Biology of the pea and bean weevil
Sitona lineatus (Order: Coleoptera; Family: Curculionidae) occurs in the Palaearctic regions, and was introduced to North America. Adult beetles overwinter in plant debris and coarse vegetation. In early spring they move onto beans and peas and during warm weather they lay eggs in the soil; each female can lay up to 1400 eggs.
The white, legless larvae that hatch after some two to three weeks, feed on the nitrogen-fixing root nodules for about four weeks. The mature larvae pupate in the soil and adults emerge in June - July. Until autumn they feed from the leaves, then they leave the plant to seek for suitable hibernation sites. There is usually one generation per year, seldom two.
Damage by the pea and bean weevil
Although adults eat from the leaves, this does not cause any serious damage. However, the beetles can transmit the broad bean stain virus and the broad bean true mosaic virus, both of which infect broad bean. Symptoms of both viruses are the same: the leaves show first a green mosaic or become yellowish with isolated dark green patches. Eventually the leaves are puckered and the seeds discolored or stained. In dry years, when nitrogen uptake from the soil is reduced, larvae of S. lineatus can cause serious damage by their feeding on the nitrogen-fixing root nodules.
Sitona in Canada
Natural enemies of the pea and bean weevil
Various braconid wasps (Order: Hymenoptera; Family: Braconidae) parasitize the adult weevils, e.g. Pygostolus falcatus and Microtonus aethiops.
In addition, many will be eaten by birds and spiders and probably also by robber flies (Order: Diptera; Family: Asilidae) and predacious bugs (Order: Hemiptera), such as damsel bugs (Family; Nabliidae) and assassin bugs (Family: Reduviidae).

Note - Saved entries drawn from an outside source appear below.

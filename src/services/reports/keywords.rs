//! 关键词提取
//!
//! NLP 管线是外部协作者，核心只定义 trait 和文本收集口径；
//! 默认实现是一个词频统计器，足够本地联调和测试使用。

use std::collections::HashMap;

use actix_web::{HttpRequest, HttpResponse, Result as ActixResult};
use tracing::error;

use super::ReportService;
use crate::models::reports::responses::KeywordReportResponse;
use crate::models::{ApiResponse, ErrorCode};

/// 关键词提取协作者
pub trait KeywordExtractor: Send + Sync {
    /// 从拼接后的文本中提取关键词及权重（0.0 ~ 1.0）
    fn extract(&self, text: &str, top_n: usize) -> HashMap<String, f64>;
}

/// 词频关键词提取器（默认实现）
///
/// 权重 = 词频 / 最高词频；只统计长度大于 2 的小写词，常见虚词剔除。
pub struct FrequencyKeywordExtractor;

const STOPWORDS: &[&str] = &[
    "the", "and", "for", "are", "was", "but", "not", "you", "this", "that", "with", "have", "has",
    "had", "they", "them", "from", "very", "would", "could", "should", "there", "their", "what",
    "when", "which", "your", "some", "more", "about", "also", "been", "were", "will", "than",
    "then", "into", "because", "these", "those", "does", "just", "like", "well", "good",
];

impl KeywordExtractor for FrequencyKeywordExtractor {
    fn extract(&self, text: &str, top_n: usize) -> HashMap<String, f64> {
        let mut counts: HashMap<String, usize> = HashMap::new();

        for word in text
            .split(|c: char| !c.is_alphanumeric())
            .map(|w| w.to_lowercase())
            .filter(|w| w.len() > 2)
            .filter(|w| !STOPWORDS.contains(&w.as_str()))
        {
            *counts.entry(word).or_default() += 1;
        }

        let Some(&max_count) = counts.values().max() else {
            return HashMap::new();
        };

        let mut ranked: Vec<(String, usize)> = counts.into_iter().collect();
        // 频次相同按字典序，保证输出稳定
        ranked.sort_by(|a, b| b.1.cmp(&a.1).then_with(|| a.0.cmp(&b.0)));
        ranked.truncate(top_n);

        ranked
            .into_iter()
            .map(|(word, count)| (word, count as f64 / max_count as f64))
            .collect()
    }
}

/// 提交物关键词
/// GET /artifacts/{id}/keywords
pub async fn get_artifact_keywords(
    service: &ReportService,
    request: &HttpRequest,
    artifact_id: i64,
) -> ActixResult<HttpResponse> {
    let storage = service.get_storage(request);

    // 提交物必须存在
    match storage.get_artifact_by_id(artifact_id).await {
        Ok(Some(_)) => {}
        Ok(None) => {
            return Ok(HttpResponse::NotFound().json(ApiResponse::error_empty(
                ErrorCode::ArtifactNotFound,
                "Artifact not found",
            )));
        }
        Err(e) => {
            return Ok(
                HttpResponse::InternalServerError().json(ApiResponse::error_empty(
                    ErrorCode::InternalServerError,
                    format!("查询提交物失败: {e}"),
                )),
            );
        }
    }

    let answers = match storage.list_answers_by_artifact(artifact_id).await {
        Ok(answers) => answers,
        Err(e) => {
            error!("Failed to load answers for artifact {}: {}", artifact_id, e);
            return Ok(
                HttpResponse::InternalServerError().json(ApiResponse::error_empty(
                    ErrorCode::InternalServerError,
                    format!("查询答案失败: {e}"),
                )),
            );
        }
    };

    let text = super::aggregate::collect_free_text(&answers).join(" ");
    let keywords = FrequencyKeywordExtractor.extract(&text, 20);

    Ok(HttpResponse::Ok().json(ApiResponse::success(
        KeywordReportResponse { keywords },
        "查询成功",
    )))
}

#[cfg(test)]
mod tests {
    use super::*;

    #[test]
    fn test_extractor_ranks_by_frequency() {
        let text = "parser parser parser tokenizer tokenizer grammar";
        let keywords = FrequencyKeywordExtractor.extract(text, 10);
        assert_eq!(keywords["parser"], 1.0);
        assert!(keywords["tokenizer"] < 1.0);
        assert!(keywords["grammar"] < keywords["tokenizer"]);
    }

    #[test]
    fn test_extractor_filters_stopwords_and_short_words() {
        let text = "the design is ok and the idea is ok";
        let keywords = FrequencyKeywordExtractor.extract(text, 10);
        assert!(!keywords.contains_key("the"));
        assert!(!keywords.contains_key("ok"));
        assert!(keywords.contains_key("design"));
        assert!(keywords.contains_key("idea"));
    }

    #[test]
    fn test_extractor_empty_text() {
        assert!(FrequencyKeywordExtractor.extract("", 10).is_empty());
    }

    #[test]
    fn test_extractor_respects_top_n() {
        let text = "alpha beta gamma delta epsilon";
        let keywords = FrequencyKeywordExtractor.extract(text, 2);
        assert_eq!(keywords.len(), 2);
    }
}
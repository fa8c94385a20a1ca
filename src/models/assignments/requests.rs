use crate::models::assignments::entities::AssignmentType;
use crate::models::common::pagination::PaginationQuery;
use chrono::{DateTime, Utc};
use serde::Deserialize;
use ts_rs::TS;

/// 创建作业请求
#[derive(Debug, Deserialize, TS)]
#[ts(export, export_to = "../frontend/src/types/generated/assignment.ts")]
pub struct CreateAssignmentRequest {
    pub title: String,
    pub description: Option<String>,
    pub assignment_type: Option<AssignmentType>,
    pub date_due: Option<DateTime<Utc>>, // ISO 8601 格式，如 "2026-01-24T12:00:00Z"
    pub total_score: Option<f64>,
    pub weight: Option<f64>,
}

/// 更新作业请求
#[derive(Debug, Deserialize, TS)]
#[ts(export, export_to = "../frontend/src/types/generated/assignment.ts")]
pub struct UpdateAssignmentRequest {
    pub title: Option<String>,
    pub description: Option<String>,
    pub assignment_type: Option<AssignmentType>,
    pub date_due: Option<DateTime<Utc>>, // ISO 8601 格式
    pub total_score: Option<f64>,
    pub weight: Option<f64>,
}

/// 作业列表查询参数（HTTP 请求）
#[derive(Debug, Clone, Deserialize, TS)]
#[ts(export, export_to = "../frontend/src/types/generated/assignment.ts")]
pub struct AssignmentQueryParams {
    #[serde(flatten)]
    #[ts(flatten)]
    pub pagination: PaginationQuery,
    pub search: Option<String>,
}

// 用于存储层的内部查询参数
#[derive(Debug, Clone)]
pub struct AssignmentListQuery {
    pub page: Option<i64>,
    pub size: Option<i64>,
    pub course_id: Option<i64>,
    pub search: Option<String>,
}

The ground-dwelling larvae are preyed upon by centipedes and other ground-dwelling predators, such as ground beetles and mice.
A robber fly and its prey
- Remove and destroy fallen leaves and other debris during winter, to kill hibernating weevils.

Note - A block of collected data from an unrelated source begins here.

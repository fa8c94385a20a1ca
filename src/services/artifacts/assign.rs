use actix_web::{HttpRequest, HttpResponse, Result as ActixResult};
use tracing::{error, info};

use super::ArtifactService;
use crate::models::artifacts::requests::AssignReviewsRequest;
use crate::models::{ApiResponse, ErrorCode};

/// 为提交物分配互评任务
/// POST /artifacts/{artifact_id}/reviews
///
/// 幂等：重复指派同一评审者会被跳过，返回里区分 created 与 skipped。
pub async fn assign_reviews(
    service: &ArtifactService,
    request: &HttpRequest,
    artifact_id: i64,
    req: AssignReviewsRequest,
) -> ActixResult<HttpResponse> {
    let storage = service.get_storage(request);

    if req.reviewer_ids.is_empty() {
        return Ok(HttpResponse::UnprocessableEntity().json(ApiResponse::error_empty(
            ErrorCode::ValidationFailed,
            "评审者列表不能为空",
        )));
    }

    match storage.get_artifact_by_id(artifact_id).await {
        Ok(Some(_)) => {}
        Ok(None) => {
            return Ok(HttpResponse::NotFound().json(ApiResponse::error_empty(
                ErrorCode::ArtifactNotFound,
                "提交物不存在",
            )));
        }
        Err(e) => {
            return Ok(
                HttpResponse::InternalServerError().json(ApiResponse::error_empty(
                    ErrorCode::InternalServerError,
                    format!("查询提交物失败: {e}"),
                )),
            );
        }
    }

    // 评审者注册必须都存在
    for &reviewer_id in &req.reviewer_ids {
        match storage.get_course_user_by_id(reviewer_id).await {
            Ok(Some(_)) => {}
            Ok(None) => {
                return Ok(HttpResponse::NotFound().json(ApiResponse::error_empty(
                    ErrorCode::CourseUserNotFound,
                    format!("注册 {reviewer_id} 不存在"),
                )));
            }
            Err(e) => {
                return Ok(
                    HttpResponse::InternalServerError().json(ApiResponse::error_empty(
                        ErrorCode::InternalServerError,
                        format!("查询注册失败: {e}"),
                    )),
                );
            }
        }
    }

    match storage.assign_reviews(artifact_id, &req.reviewer_ids).await {
        Ok(response) => {
            info!(
                "Assigned {} review(s) for artifact {} ({} skipped)",
                response.created.len(),
                artifact_id,
                response.skipped.len()
            );
            Ok(HttpResponse::Created().json(ApiResponse::success(response, "评审任务已分配")))
        }
        Err(e) => {
            error!("Failed to assign reviews for artifact {}: {}", artifact_id, e);
            Ok(
                HttpResponse::InternalServerError().json(ApiResponse::error_empty(
                    ErrorCode::InternalServerError,
                    format!("分配评审任务失败: {e}"),
                )),
            )
        }
    }
}
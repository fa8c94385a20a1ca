use actix_web::{HttpRequest, HttpResponse, Result as ActixResult, web};
use once_cell::sync::Lazy;

use crate::middlewares;
use crate::models::course_users::requests::JoinCourseRequest;
use crate::models::courses::requests::{CourseQueryParams, CreateCourseRequest, UpdateCourseRequest};
use crate::models::users::entities::UserRole;
use crate::services::{CourseService, CourseUserService};
use crate::utils::SafeCourseIdI64;

// 懒加载的全局服务实例
static COURSE_SERVICE: Lazy<CourseService> = Lazy::new(CourseService::new_lazy);
static COURSE_USER_SERVICE: Lazy<CourseUserService> = Lazy::new(CourseUserService::new_lazy);

// HTTP处理程序
pub async fn list_courses(
    req: HttpRequest,
    query: web::Query<CourseQueryParams>,
) -> ActixResult<HttpResponse> {
    COURSE_SERVICE.list_courses(&req, query.into_inner()).await
}

pub async fn create_course(
    req: HttpRequest,
    course_data: web::Json<CreateCourseRequest>,
) -> ActixResult<HttpResponse> {
    COURSE_SERVICE
        .create_course(&req, course_data.into_inner())
        .await
}

pub async fn get_course_by_code(
    req: HttpRequest,
    code: web::Path<String>,
) -> ActixResult<HttpResponse> {
    COURSE_SERVICE
        .get_course_by_code(&req, code.into_inner())
        .await
}

pub async fn join_course(
    req: HttpRequest,
    join_data: web::Json<JoinCourseRequest>,
) -> ActixResult<HttpResponse> {
    COURSE_USER_SERVICE
        .join_course(&req, join_data.into_inner())
        .await
}

pub async fn get_course(req: HttpRequest, course_id: SafeCourseIdI64) -> ActixResult<HttpResponse> {
    COURSE_SERVICE.get_course(&req, course_id.0).await
}

pub async fn update_course(
    req: HttpRequest,
    course_id: SafeCourseIdI64,
    update_data: web::Json<UpdateCourseRequest>,
) -> ActixResult<HttpResponse> {
    COURSE_SERVICE
        .update_course(&req, course_id.0, update_data.into_inner())
        .await
}

pub async fn delete_course(
    req: HttpRequest,
    course_id: SafeCourseIdI64,
) -> ActixResult<HttpResponse> {
    COURSE_SERVICE.delete_course(&req, course_id.0).await
}

// 配置路由
pub fn configure_courses_routes(cfg: &mut web::ServiceConfig) {
    cfg.service(
        web::scope("/api/v1/courses")
            .wrap(middlewares::RequireJWT)
            .service(
                // 教师查询自己的课程列表，管理员可以查询所有课程
                web::resource("").route(web::get().to(list_courses)).route(
                    web::post()
                        .to(create_course)
                        // 教师创建自己的课程，管理员可以创建指定教师的课程
                        .wrap(middlewares::RequireRole::new_any(
                            UserRole::instructor_roles(),
                        )),
                ),
            )
            .service(
                // 学生使用邀请码查询课程信息
                web::resource("/code/{code}").route(web::get().to(get_course_by_code)),
            )
            .service(
                // 学生使用邀请码加入课程
                web::resource("/join").route(web::post().to(join_course)),
            )
            .service(
                web::resource("/{course_id}")
                    .route(web::get().to(get_course))
                    .route(
                        web::put()
                            .to(update_course)
                            // 教师更新自己课程，管理员可以更新所有课程
                            .wrap(middlewares::RequireRole::new_any(
                                UserRole::instructor_roles(),
                            )),
                    )
                    .route(
                        web::delete()
                            .to(delete_course)
                            // 教师删除自己课程，管理员可以删除所有课程
                            .wrap(middlewares::RequireRole::new_any(
                                UserRole::instructor_roles(),
                            )),
                    ),
            ),
    );
}
use serde::{Deserialize, Serialize};
use ts_rs::TS;

// 提交物归属（团队或个人注册，二选一）
#[derive(Debug, Clone, Serialize, Deserialize, PartialEq, TS)]
#[serde(tag = "kind", rename_all = "snake_case")]
#[ts(export, export_to = "../frontend/src/types/generated/artifact.ts")]
pub enum ArtifactOwner {
    Team { team_id: i64 },
    Individual { registration_id: i64 },
}

impl ArtifactOwner {
    pub fn kind_str(&self) -> &'static str {
        match self {
            ArtifactOwner::Team { .. } => "team",
            ArtifactOwner::Individual { .. } => "individual",
        }
    }
}

// 提交物实体
#[derive(Debug, Clone, Serialize, Deserialize, TS)]
#[ts(export, export_to = "../frontend/src/types/generated/artifact.ts")]
pub struct Artifact {
    pub id: i64,
    pub assignment_id: i64,
    #[serde(flatten)]
    #[ts(flatten)]
    pub owner: ArtifactOwner,
    /// 外部对象存储里的键，文件内容不经过本服务
    pub file_key: String,
    pub uploaded_at: chrono::DateTime<chrono::Utc>,
}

- Alternatively, keep the ground around affected peas or beans clear during late summer and autumn, and offer the weevils ready-made hibernation sites, made of corrugated cardboard, placed closely around the stems of the plants.
- In winter, remove these artificial hibernation sites and destroy them, together with the overwintering weevils that are inside.

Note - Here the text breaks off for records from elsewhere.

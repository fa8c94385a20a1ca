//! 预导入模块，方便使用

pub use super::answers::{ActiveModel as AnswerActiveModel, Entity as Answers, Model as AnswerModel};
pub use super::artifact_reviews::{
    ActiveModel as ArtifactReviewActiveModel, Entity as ArtifactReviews,
    Model as ArtifactReviewModel,
};
pub use super::artifacts::{
    ActiveModel as ArtifactActiveModel, Entity as Artifacts, Model as ArtifactModel,
};
pub use super::assignments::{
    ActiveModel as AssignmentActiveModel, Entity as Assignments, Model as AssignmentModel,
};
pub use super::constraints::{
    ActiveModel as ConstraintActiveModel, Entity as Constraints, Model as ConstraintModel,
};
pub use super::course_users::{
    ActiveModel as CourseUserActiveModel, Entity as CourseUsers, Model as CourseUserModel,
};
pub use super::courses::{ActiveModel as CourseActiveModel, Entity as Courses, Model as CourseModel};
pub use super::feedback_surveys::{
    ActiveModel as FeedbackSurveyActiveModel, Entity as FeedbackSurveys,
    Model as FeedbackSurveyModel,
};
pub use super::option_choices::{
    ActiveModel as OptionChoiceActiveModel, Entity as OptionChoices, Model as OptionChoiceModel,
};
pub use super::progress::{
    ActiveModel as ProgressActiveModel, Entity as ProgressEntries, Model as ProgressModel,
};
pub use super::question_options::{
    ActiveModel as QuestionOptionActiveModel, Entity as QuestionOptions,
    Model as QuestionOptionModel,
};
pub use super::questions::{
    ActiveModel as QuestionActiveModel, Entity as Questions, Model as QuestionModel,
};
pub use super::rewards::{ActiveModel as RewardActiveModel, Entity as Rewards, Model as RewardModel};
pub use super::rule_constraints::{
    ActiveModel as RuleConstraintActiveModel, Entity as RuleConstraints,
    Model as RuleConstraintModel,
};
pub use super::rules::{ActiveModel as RuleActiveModel, Entity as Rules, Model as RuleModel};
pub use super::survey_sections::{
    ActiveModel as SurveySectionActiveModel, Entity as SurveySections, Model as SurveySectionModel,
};
pub use super::teams::{ActiveModel as TeamActiveModel, Entity as Teams, Model as TeamModel};
pub use super::user_rewards::{
    ActiveModel as UserRewardActiveModel, Entity as UserRewards, Model as UserRewardModel,
};
pub use super::users::{ActiveModel as UserActiveModel, Entity as Users, Model as UserModel};
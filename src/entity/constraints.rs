//! 约束实体
//!
//! url 是约束的路由键；kind 区分动作计数型（action）和分数型（point）。

use sea_orm::entity::prelude::*;

#[derive(Clone, Debug, PartialEq, DeriveEntityModel)]
#[sea_orm(table_name = "constraints")]
pub struct Model {
    #[sea_orm(primary_key)]
    pub id: i64,
    #[sea_orm(unique)]
    pub url: String,
    pub threshold: i64,
    #[sea_orm(column_type = "Text", nullable)]
    pub description: Option<String>,
    pub kind: String,
    pub created_at: i64,
    pub updated_at: i64,
}

#[derive(Copy, Clone, Debug, EnumIter, DeriveRelation)]
pub enum Relation {
    #[sea_orm(has_many = "super::rule_constraints::Entity")]
    RuleConstraints,
    #[sea_orm(has_many = "super::progress::Entity")]
    Progress,
}

impl Related<super::rule_constraints::Entity> for Entity {
    fn to() -> RelationDef {
        Relation::RuleConstraints.def()
    }
}

impl Related<super::progress::Entity> for Entity {
    fn to() -> RelationDef {
        Relation::Progress.def()
    }
}

impl ActiveModelBehavior for ActiveModel {}

// 从数据库模型转换为业务模型
impl Model {
    pub fn into_constraint(self) -> crate::models::constraints::entities::Constraint {
        use crate::models::constraints::entities::{Constraint, ConstraintKind};
        use chrono::{DateTime, Utc};

        Constraint {
            id: self.id,
            url: self.url,
            threshold: self.threshold,
            description: self.description,
            kind: self.kind.parse().unwrap_or(ConstraintKind::Action),
            created_at: DateTime::<Utc>::from_timestamp(self.created_at, 0).unwrap_or_default(),
            updated_at: DateTime::<Utc>::from_timestamp(self.updated_at, 0).unwrap_or_default(),
        }
    }
}
//! 评审答案实体
//!
//! page 为空是普通答案，非空则是针对某一页幻灯片的批注，
//! 两类答案共用一张表。

use sea_orm::entity::prelude::*;

#[derive(Clone, Debug, PartialEq, DeriveEntityModel)]
#[sea_orm(table_name = "answers")]
pub struct Model {
    #[sea_orm(primary_key)]
    pub id: i64,
    pub artifact_review_id: i64,
    pub question_option_id: i64,
    #[sea_orm(column_type = "Text")]
    pub answer_text: String,
    pub page: Option<i32>,
}

#[derive(Copy, Clone, Debug, EnumIter, DeriveRelation)]
pub enum Relation {
    #[sea_orm(
        belongs_to = "super::artifact_reviews::Entity",
        from = "Column::ArtifactReviewId",
        to = "super::artifact_reviews::Column::Id"
    )]
    ArtifactReview,
    #[sea_orm(
        belongs_to = "super::question_options::Entity",
        from = "Column::QuestionOptionId",
        to = "super::question_options::Column::Id"
    )]
    QuestionOption,
}

impl Related<super::artifact_reviews::Entity> for Entity {
    fn to() -> RelationDef {
        Relation::ArtifactReview.def()
    }
}

impl Related<super::question_options::Entity> for Entity {
    fn to() -> RelationDef {
        Relation::QuestionOption.def()
    }
}

impl ActiveModelBehavior for ActiveModel {}
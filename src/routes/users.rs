use actix_web::{HttpRequest, HttpResponse, Result as ActixResult, web};
use once_cell::sync::Lazy;

use crate::middlewares;
use crate::models::users::requests::{CreateUserRequest, UpdateUserRequest, UserQueryParams};
use crate::models::users::entities::UserRole;
use crate::services::UserService;
use crate::utils::SafeUserIdI64;

// 懒加载的全局 USER_SERVICE 实例
static USER_SERVICE: Lazy<UserService> = Lazy::new(UserService::new_lazy);

// HTTP处理程序
pub async fn list_users(
    req: HttpRequest,
    query: web::Query<UserQueryParams>,
) -> ActixResult<HttpResponse> {
    USER_SERVICE.list_users(&req, query.into_inner()).await
}

pub async fn create_user(
    req: HttpRequest,
    user_data: web::Json<CreateUserRequest>,
) -> ActixResult<HttpResponse> {
    USER_SERVICE.create_user(&req, user_data.into_inner()).await
}

pub async fn get_user(req: HttpRequest, user_id: SafeUserIdI64) -> ActixResult<HttpResponse> {
    USER_SERVICE.get_user(&req, user_id.0).await
}

pub async fn update_user(
    req: HttpRequest,
    user_id: SafeUserIdI64,
    update_data: web::Json<UpdateUserRequest>,
) -> ActixResult<HttpResponse> {
    USER_SERVICE
        .update_user(&req, user_id.0, update_data.into_inner())
        .await
}

pub async fn delete_user(req: HttpRequest, user_id: SafeUserIdI64) -> ActixResult<HttpResponse> {
    USER_SERVICE.delete_user(&req, user_id.0).await
}

// 配置路由
pub fn configure_user_routes(cfg: &mut web::ServiceConfig) {
    cfg.service(
        web::scope("/api/v1/users")
            .wrap(middlewares::RequireRole::new_any(UserRole::admin_roles()))
            .wrap(middlewares::RequireJWT)
            .service(
                // 管理员管理用户，账号口令由外部身份系统签发
                web::resource("")
                    .route(web::get().to(list_users))
                    .route(web::post().to(create_user)),
            )
            .service(
                web::resource("/{user_id}")
                    .route(web::get().to(get_user))
                    .route(web::put().to(update_user))
                    .route(web::delete().to(delete_user)),
            ),
    );
}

- Broad bean true mosaic comovirus (BBTMV)
Broad bean true mosaic comovirus (BBTMV) is characterised by a very narrow host range in the Fabaceae.
- Broad bean stain comovirus (BBSV)
Broad bean stain comovirus (BBSV) is one of a number of viruses which are seedborne in a range of temperate pulses and has been found in Africa, Asia, Europe and the Middle East.
- Sitona lineatus
Sitona lineatus (Linnaeus,1758) A very common and often abundant species throughout England and Wales including Anglesey and Man but curiously there are no records from the Isle of Wight on the NBN (July 2009).
- Identification of potential natural enemies of the pea leaf weevil, Sitona lineatus L. in western Ca
Sitona lineatus L., the pea leaf weevil, is an invasive pest of Pisum sativum L. (field pea) that has recently become established in Alberta, Canada.
Other pea and bean pests
Biological control of the pollen beetle
The pollen beetle, Meligethes aeneus (Order: Coleoptera; Family: Nitidulidae) is also called blossom beetle and is a serious pest on oil seed rape. These bla...
Biological control of the black bean aphid, Aphis fabae
The black bean aphid, Aphis fabae (Order: Hemiptera; Family: Aphididae), also called blackfly, bean aphid or beet leaf aphid, is a damaging aphid that lives ...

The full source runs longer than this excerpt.